What is needed: In the entries below, the lines from the one with "bearer API keys." through the one with "pub fn parse(s: &str)" are to be copied exactly; both ends count.

Input:
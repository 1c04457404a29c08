//! Credential Store (§4.1): issue, validate, revoke bearer API keys.

use base64::engine::general_purpose::URL_SAFE_NO_PAD;
use base64::Engine as _;
use chrono::{DateTime, Utc};
use rand::RngCore;
use serde::{Deserialize, Serialize};
use sha2::{Digest, Sha256};
use sqlx::{FromRow, PgPool};
use uuid::Uuid;

use crate::config::DeployEnv;

#[derive(Debug, thiserror::Error)]
pub enum CredentialError {
    #[error("invalid key")]
    Invalid,
    #[error("conflict generating a unique key, retry")]
    Conflict,
    #[error(transparent)]
    Db(#[from] sqlx::Error),
}

/// A scope a credential may hold. `Admin` is universal (§4.1 checkScope).
#[derive(Debug, Clone, Copy, PartialEq, Eq, Serialize, Deserialize)]
#[serde(rename_all = "snake_case")]
pub enum Scope {
    JobsRead,
    JobsWrite,
    JobsDelete,
    AgentsRead,
    AgentsWrite,
    Admin,
}

impl Scope {
    pub fn as_str(self) -> &'static str {
        match self {
            Scope::JobsRead => "jobs:read",
            Scope::JobsWrite => "jobs:write",
            Scope::JobsDelete => "jobs:delete",
            Scope::AgentsRead => "agents:read",
            Scope::AgentsWrite => "agents:write",
            Scope::Admin => "admin",
        }
    }

    pub fn parse(s: &str) -> Option<Self> {
        Some(match s {
            "jobs:read" => Scope::JobsRead,
            "jobs:write" => Scope::JobsWrite,
            "jobs:delete" => Scope::JobsDelete,
            "agents:read" => Scope::AgentsRead,
            "agents:write" => Scope::AgentsWrite,
            "admin" => Scope::Admin,
            _ => return None,
        })
    }
}

fn scopes_to_json(scopes: &[Scope]) -> serde_json::Value {
    serde_json::Value::Array(
        scopes
            .iter()
            .map(|s| serde_json::Value::String(s.as_str().to_string()))
            .collect(),
    )
}

fn scopes_from_json(value: &serde_json::Value) -> Vec<Scope> {
    value
        .as_array()
        .map(|arr| {
            arr.iter()
                .filter_map(|v| v.as_str())
                .filter_map(Scope::parse)
                .collect()
        })
        .unwrap_or_default()
}

/// Credential metadata, never the raw key or hash (§4.1 list).
#[derive(Debug, Clone, Serialize)]
pub struct CredentialMeta {
    pub id: Uuid,
    pub name: String,
    pub owner_email: Option<String>,
    pub display_prefix: String,
    pub scopes: Vec<Scope>,
    pub rpm_limit: i32,
    pub is_active: bool,
    pub revoked_at: Option<DateTime<Utc>>,
    pub revoked_reason: Option<String>,
    pub created_at: DateTime<Utc>,
    pub last_used_at: Option<DateTime<Utc>>,
    pub total_requests: i64,
}

#[derive(FromRow)]
struct CredentialRow {
    id: Uuid,
    name: String,
    owner_email: Option<String>,
    display_prefix: String,
    scopes: serde_json::Value,
    rpm_limit: i32,
    is_active: bool,
    revoked_at: Option<DateTime<Utc>>,
    revoked_reason: Option<String>,
    created_at: DateTime<Utc>,
    last_used_at: Option<DateTime<Utc>>,
    total_requests: i64,
    key_hash: String,
}

impl From<CredentialRow> for CredentialMeta {
    fn from(row: CredentialRow) -> Self {
        CredentialMeta {
            id: row.id,
            name: row.name,
            owner_email: row.owner_email,
            display_prefix: row.display_prefix,
            scopes: scopes_from_json(&row.scopes),
            rpm_limit: row.rpm_limit,
            is_active: row.is_active,
            revoked_at: row.revoked_at,
            revoked_reason: row.revoked_reason,
            created_at: row.created_at,
            last_used_at: row.last_used_at,
            total_requests: row.total_requests,
        }
    }
}

/// The outcome of a successful `validate` call.
#[derive(Debug, Clone)]
pub struct ValidatedCredential {
    pub id: Uuid,
    pub scopes: Vec<Scope>,
    pub rpm_limit: i32,
}

/// Issues, validates, and revokes bearer credentials; enforces scope checks.
pub struct CredentialStore {
    db: PgPool,
    deploy_env: DeployEnv,
    live_prefix: String,
    test_prefix: String,
}

impl CredentialStore {
    /// `live_prefix`/`test_prefix` default to `DeployEnv::{Live,Test}::key_prefix()`
    /// but are configurable via `API_KEY_PREFIX_LIVE`/`API_KEY_PREFIX_TEST` (§6.5).
    pub fn new(db: PgPool, deploy_env: DeployEnv, live_prefix: String, test_prefix: String) -> Self {
        Self { db, deploy_env, live_prefix, test_prefix }
    }

    /// Generate a raw key, store its hash, and return the raw value exactly once.
    pub async fn issue(
        &self,
        name: &str,
        owner_email: Option<&str>,
        scopes: Option<Vec<Scope>>,
        rpm_limit: Option<i32>,
    ) -> Result<(String, Uuid), CredentialError> {
        let scopes = scopes.unwrap_or_else(|| vec![Scope::JobsWrite, Scope::JobsRead]);
        let rpm_limit = rpm_limit.unwrap_or(60);

        let mut raw_bytes = [0u8; 24];
        rand::thread_rng().fill_bytes(&mut raw_bytes);
        let prefix = match self.deploy_env {
            DeployEnv::Live => &self.live_prefix,
            DeployEnv::Test => &self.test_prefix,
        };
        let raw_key = format!("{prefix}{}", URL_SAFE_NO_PAD.encode(raw_bytes));
        let display_prefix: String = raw_key.chars().take(14).collect();
        let key_hash = hash_key(&raw_key);

        let id = Uuid::new_v4();
        let result = sqlx::query(
            r#"
            INSERT INTO credentials
                (id, name, owner_email, key_hash, display_prefix, scopes, rpm_limit, is_active, created_at, total_requests)
            VALUES ($1, $2, $3, $4, $5, $6, $7, true, NOW(), 0)
            "#,
        )
        .bind(id)
        .bind(name)
        .bind(owner_email)
        .bind(&key_hash)
        .bind(&display_prefix)
        .bind(scopes_to_json(&scopes))
        .bind(rpm_limit)
        .execute(&self.db)
        .await;

        match result {
            Ok(_) => Ok((raw_key, id)),
            Err(sqlx::Error::Database(e)) if e.is_unique_violation() => {
                Err(CredentialError::Conflict)
            }
            Err(e) => Err(e.into()),
        }
    }

    /// Validate a raw key. Unknown and revoked keys return the same
    /// indistinguishable `Invalid` error (§4.1, §8 property 5).
    pub async fn validate(&self, raw_key: &str) -> Result<ValidatedCredential, CredentialError> {
        if !raw_key.starts_with(self.live_prefix.as_str()) && !raw_key.starts_with(self.test_prefix.as_str()) {
            return Err(CredentialError::Invalid);
        }

        let key_hash = hash_key(raw_key);
        let row = sqlx::query_as::<_, CredentialRow>(
            r#"
            SELECT id, name, owner_email, display_prefix, scopes, rpm_limit, is_active,
                   revoked_at, revoked_reason, created_at, last_used_at, total_requests, key_hash
            FROM credentials
            WHERE key_hash = $1
            "#,
        )
        .bind(&key_hash)
        .fetch_optional(&self.db)
        .await?;

        let row = row.ok_or(CredentialError::Invalid)?;
        if !row.is_active {
            return Err(CredentialError::Invalid);
        }

        let id = row.id;
        let scopes = scopes_from_json(&row.scopes);
        let rpm_limit = row.rpm_limit;

        // Fire-and-forget usage bookkeeping: must never block admission (§4.1).
        let db = self.db.clone();
        tokio::spawn(async move {
            let _ = sqlx::query(
                "UPDATE credentials SET last_used_at = NOW(), total_requests = total_requests + 1 WHERE id = $1",
            )
            .bind(id)
            .execute(&db)
            .await;
        });

        Ok(ValidatedCredential { id, scopes, rpm_limit })
    }

    pub async fn revoke(&self, id: Uuid, reason: Option<&str>) -> Result<(), CredentialError> {
        sqlx::query(
            r#"
            UPDATE credentials
            SET is_active = false, revoked_at = NOW(), revoked_reason = $2
            WHERE id = $1 AND is_active = true
            "#,
        )
        .bind(id)
        .bind(reason)
        .execute(&self.db)
        .await?;
        Ok(())
    }

    pub async fn get(&self, id: Uuid) -> Result<Option<CredentialMeta>, CredentialError> {
        let row = sqlx::query_as::<_, CredentialRow>(
            r#"
            SELECT id, name, owner_email, display_prefix, scopes, rpm_limit, is_active,
                   revoked_at, revoked_reason, created_at, last_used_at, total_requests, key_hash
            FROM credentials WHERE id = $1
            "#,
        )
        .bind(id)
        .fetch_optional(&self.db)
        .await?;
        Ok(row.map(CredentialMeta::from))
    }

    pub async fn list(
        &self,
        limit: i64,
        offset: i64,
        active_only: bool,
    ) -> Result<Vec<CredentialMeta>, CredentialError> {
        let rows = sqlx::query_as::<_, CredentialRow>(
            r#"
            SELECT id, name, owner_email, display_prefix, scopes, rpm_limit, is_active,
                   revoked_at, revoked_reason, created_at, last_used_at, total_requests, key_hash
            FROM credentials
            WHERE ($3 = false OR is_active = true)
            ORDER BY created_at DESC
            LIMIT $1 OFFSET $2
            "#,
        )
        .bind(limit)
        .bind(offset)
        .bind(active_only)
        .fetch_all(&self.db)
        .await?;
        Ok(rows.into_iter().map(CredentialMeta::from).collect())
    }
}

fn hash_key(raw_key: &str) -> String {
    let mut hasher = Sha256::new();
    hasher.update(raw_key.as_bytes());
    format!("{:x}", hasher.finalize())
}

/// `admin` is universal; otherwise `required` must be a subset of `granted`
/// (any-of semantics for endpoints declaring multiple acceptable scopes).
pub fn check_scope(required: &[Scope], granted: &[Scope]) -> bool {
    if granted.contains(&Scope::Admin) {
        return true;
    }
    required.iter().any(|r| granted.contains(r))
}

#[cfg(test)]
mod tests {
    use super::*;

    #[test]
    fn admin_scope_is_universal() {
        assert!(check_scope(&[Scope::JobsDelete], &[Scope::Admin]));
    }

    #[test]
    fn any_of_semantics_for_required_scopes() {
        assert!(check_scope(&[Scope::JobsRead, Scope::JobsWrite], &[Scope::JobsWrite]));
        assert!(!check_scope(&[Scope::JobsRead], &[Scope::JobsWrite]));
    }

    #[test]
    fn hash_key_is_deterministic_and_hex() {
        let h1 = hash_key("engine_test_abc");
        let h2 = hash_key("engine_test_abc");
        assert_eq!(h1, h2);
        assert_eq!(h1.len(), 64);
    }

    #[test]
    fn scopes_json_round_trip() {
        let scopes = vec![Scope::JobsRead, Scope::Admin];
        let json = scopes_to_json(&scopes);
        let parsed = scopes_from_json(&json);
        assert_eq!(parsed, scopes);
    }
}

Worked solution:
//! Credential Store (§4.1): issue, validate, revoke bearer API keys.

use base64::engine::general_purpose::URL_SAFE_NO_PAD;
use base64::Engine as _;
use chrono::{DateTime, Utc};
use rand::RngCore;
use serde::{Deserialize, Serialize};
use sha2::{Digest, Sha256};
use sqlx::{FromRow, PgPool};
use uuid::Uuid;

use crate::config::DeployEnv;

#[derive(Debug, thiserror::Error)]
pub enum CredentialError {
    #[error("invalid key")]
    Invalid,
    #[error("conflict generating a unique key, retry")]
    Conflict,
    #[error(transparent)]
    Db(#[from] sqlx::Error),
}

/// A scope a credential may hold. `Admin` is universal (§4.1 checkScope).
#[derive(Debug, Clone, Copy, PartialEq, Eq, Serialize, Deserialize)]
#[serde(rename_all = "snake_case")]
pub enum Scope {
    JobsRead,
    JobsWrite,
    JobsDelete,
    AgentsRead,
    AgentsWrite,
    Admin,
}

impl Scope {
    pub fn as_str(self) -> &'static str {
        match self {
            Scope::JobsRead => "jobs:read",
            Scope::JobsWrite => "jobs:write",
            Scope::JobsDelete => "jobs:delete",
            Scope::AgentsRead => "agents:read",
            Scope::AgentsWrite => "agents:write",
            Scope::Admin => "admin",
        }
    }

    pub fn parse(s: &str) -> Option<Self> {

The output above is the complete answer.